Those were the words of my teacher yesterday. I'm working on Tchaikovsky's Andante Cantabile from String Quartet No. 1. I played it solo unaccompanied for the first time in a lesson, feeling very nervous about my tone. After the first part, I was told it was very nice. "Except for the noise and scratchiness," I declared glumly. "I heard no scratchiness," he countered, and proceeded to tell me how nice the tone was in the pp passages. The same pp passages which, to me, sounded hissy and scratchy at best.
He then 'borrowed' my fiddle and demonstrated, having me listen standing next to his left, then again from the other side of the room.

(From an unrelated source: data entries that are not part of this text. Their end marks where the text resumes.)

use axum::{
    Json, Router,
    extract::{Path, State},
    routing::{delete, get, post},
};
use chrono::{DateTime, NaiveDate, NaiveTime, Utc};
use serde::Deserialize;
use serde_json::{Value, json};
use sqlx::PgPool;
use std::net::SocketAddr;
use tokio::net::TcpListener;
use tracing::info;
use uuid::Uuid;

use crate::error::AppError;
use crate::models::{Entry, Goal, GoalKind, ProgressSummary, RollingSummary};
use crate::{db, progress};

pub fn create_api_routes() -> Router<PgPool> {
    Router::new()
        .route("/entries", post(create_entry).get(list_entries))
        .route("/entries/{date}", get(get_entry))
        .route("/progress", get(get_progress))
        .route("/progress/summary", get(get_progress_summary))
        .route("/goals", get(list_goals).post(create_goal))
        .route("/goals/{id}", delete(delete_goal))
}

pub fn create_health_routes() -> Router {
    Router::new().route("/health", get(health_check))
}

pub async fn serve(pool: PgPool, port: u16) -> Result<(), AppError> {
    let app = Router::new()
        .nest("/api", create_api_routes())
        .with_state(pool)
        .merge(create_health_routes());

    let addr = SocketAddr::from(([0, 0, 0, 0], port));
    let listener = TcpListener::bind(addr)
        .await
        .map_err(|e| AppError::Internal(format!("Failed to bind to {}: {}", addr, e)))?;

    info!("API listening on http://{}", addr);

    axum::serve(listener, app)
        .await
        .map_err(|e| AppError::Internal(format!("Server error: {}", e)))?;

    Ok(())
}

async fn create_entry(
    State(pool): State<PgPool>,
    Json(entry): Json<Entry>,
) -> Result<Json<Entry>, AppError> {
    validate_entry(&entry)?;
    let stored = db::upsert_entry(&pool, &entry).await?;
    Ok(Json(stored))
}

async fn list_entries(State(pool): State<PgPool>) -> Result<Json<Vec<Entry>>, AppError> {
    let entries = db::fetch_entries(&pool).await?;
    Ok(Json(entries))
}

async fn get_entry(
    State(pool): State<PgPool>,
    Path(raw): Path<String>,
) -> Result<Json<Entry>, AppError> {
    let date = parse_date_param(&raw)?;
    match db::fetch_entry(&pool, date).await? {
        Some(entry) => Ok(Json(entry)),
        None => Err(AppError::NotFound(format!("no entry for {}", raw))),
    }
}

async fn get_progress(State(pool): State<PgPool>) -> Result<Json<ProgressSummary>, AppError> {
    let entries = db::fetch_entries(&pool).await?;
    Ok(Json(progress::aggregate(&entries)))
}

async fn get_progress_summary(
    State(pool): State<PgPool>,
) -> Result<Json<RollingSummary>, AppError> {
    let entries = db::fetch_entries(&pool).await?;
    Ok(Json(progress::rolling_summary(&entries, Utc::now())))
}

#[derive(Debug, Deserialize)]
#[serde(rename_all = "camelCase")]
struct NewGoal {
    #[serde(rename = "type")]
    kind: GoalKind,
    target_weight_loss: f64,
    start_date: DateTime<Utc>,
}

async fn list_goals(State(pool): State<PgPool>) -> Result<Json<Vec<Goal>>, AppError> {
    let goals = db::list_goals(&pool).await?;
    Ok(Json(goals))
}

async fn create_goal(
    State(pool): State<PgPool>,
    Json(body): Json<NewGoal>,
) -> Result<Json<Goal>, AppError> {
    if !(body.target_weight_loss.is_finite() && body.target_weight_loss > 0.0) {
        return Err(AppError::InvalidInput(format!(
            "target weight loss must be positive, got {}",
            body.target_weight_loss
        )));
    }
    let goal = Goal::for_start_date(body.kind, body.target_weight_loss, body.start_date);
    db::insert_goal(&pool, &goal).await?;
    Ok(Json(goal))
}

async fn delete_goal(
    State(pool): State<PgPool>,
    Path(id): Path<Uuid>,
) -> Result<Json<Value>, AppError> {
    if db::delete_goal(&pool, id).await? {
        Ok(Json(json!({ "message": "Goal deleted successfully" })))
    } else {
        Err(AppError::NotFound(format!("no goal with id {}", id)))
    }
}

async fn health_check() -> Json<Value> {
    Json(json!({
        "status": "ok",
        "timestamp": Utc::now().to_rfc3339()
    }))
}

fn validate_entry(entry: &Entry) -> Result<(), AppError> {
    if !(entry.weight_kg.is_finite() && entry.weight_kg > 0.0) {
        return Err(AppError::InvalidInput(format!(
            "weightKg must be a positive number, got {}",
            entry.weight_kg
        )));
    }
    if entry.calories < 0 {
        return Err(AppError::InvalidInput(format!(
            "calories must be non-negative, got {}",
            entry.calories
        )));
    }
    Ok(())
}

/// Accepts either a full RFC 3339 timestamp or a bare `YYYY-MM-DD`, which is
/// read as UTC midnight to match how entries are keyed.
fn parse_date_param(raw: &str) -> Result<DateTime<Utc>, AppError> {
    if let Ok(timestamp) = raw.parse::<DateTime<Utc>>() {
        return Ok(timestamp);
    }
    raw.parse::<NaiveDate>()
        .map(|date| date.and_time(NaiveTime::MIN).and_utc())
        .map_err(|_| AppError::InvalidInput(format!("{} is not a valid date", raw)))
}

#[cfg(test)]
mod tests {
    use super::*;
    use axum::{
        body::Body,
        http::{Request, StatusCode},
    };
    use tower::ServiceExt;

    #[tokio::test]
    async fn health_check_reports_ok() {
        let app = create_health_routes();

        let request = Request::builder()
            .uri("/health")
            .body(Body::empty())
            .unwrap();

        let response = app.oneshot(request).await.unwrap();
        assert_eq!(response.status(), StatusCode::OK);
    }

    #[test]
    fn date_param_accepts_timestamp_and_plain_date() {
        let full = parse_date_param("2026-01-04T08:30:00Z").unwrap();
        assert_eq!(full, "2026-01-04T08:30:00Z".parse::<DateTime<Utc>>().unwrap());

        let midnight = parse_date_param("2026-01-04").unwrap();
        assert_eq!(
            midnight,
            "2026-01-04T00:00:00Z".parse::<DateTime<Utc>>().unwrap()
        );
    }

    #[test]
    fn date_param_rejects_garbage() {
        assert!(matches!(
            parse_date_param("not-a-date"),
            Err(AppError::InvalidInput(_))
        ));
        assert!(matches!(
            parse_date_param("2026-13-40"),
            Err(AppError::InvalidInput(_))
        ));
    }

    #[test]
    fn entry_validation_enforces_positive_weight() {
        let mut entry = Entry {
            date: "2026-01-04T00:00:00Z".parse().unwrap(),
            weight_kg: 84.2,
            calories: 2100,
        };
        assert!(validate_entry(&entry).is_ok());

        entry.weight_kg = 0.0;
        assert!(matches!(
            validate_entry(&entry),
            Err(AppError::InvalidInput(_))
        ));

        entry.weight_kg = f64::NAN;
        assert!(matches!(
            validate_entry(&entry),
            Err(AppError::InvalidInput(_))
        ));
    }

    #[test]
    fn entry_validation_rejects_negative_calories() {
        let entry = Entry {
            date: "2026-01-04T00:00:00Z".parse().unwrap(),
            weight_kg: 84.2,
            calories: -1,
        };
        assert!(matches!(
            validate_entry(&entry),
            Err(AppError::InvalidInput(_))
        ));
    }
}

I understand exactly where he's coming from. from more than 10 feet away the sound takes on a beauty you can't hear directly under the ear.
"There are violins," I was then told, "that will sound noisy and harsh to the player, but project beautifully to an audience. Likewise, there are violins that sound smooth and pleasant to a player, but cannot be heard beyond the fifth row!" Of course I've read all this before. This phenomenon is well known and documented, and though I always understood the concept academically, I've never had the opportunity to experience it with my own fiddle.
In trying to get a sound that sounds sweet to me, the player, I've skimped on rosin to cut the noise, and played with a weak bow arm. Invariably my teacher would call the tone weak.
This may be one good argument in favor of finding a good teacher. Or if that's not feasible, at least record yourself. It's important to have an ear that is not immediately involved, in order to identify and correct issues.
Or perhaps to affirm, if even once, that you sound better than you think.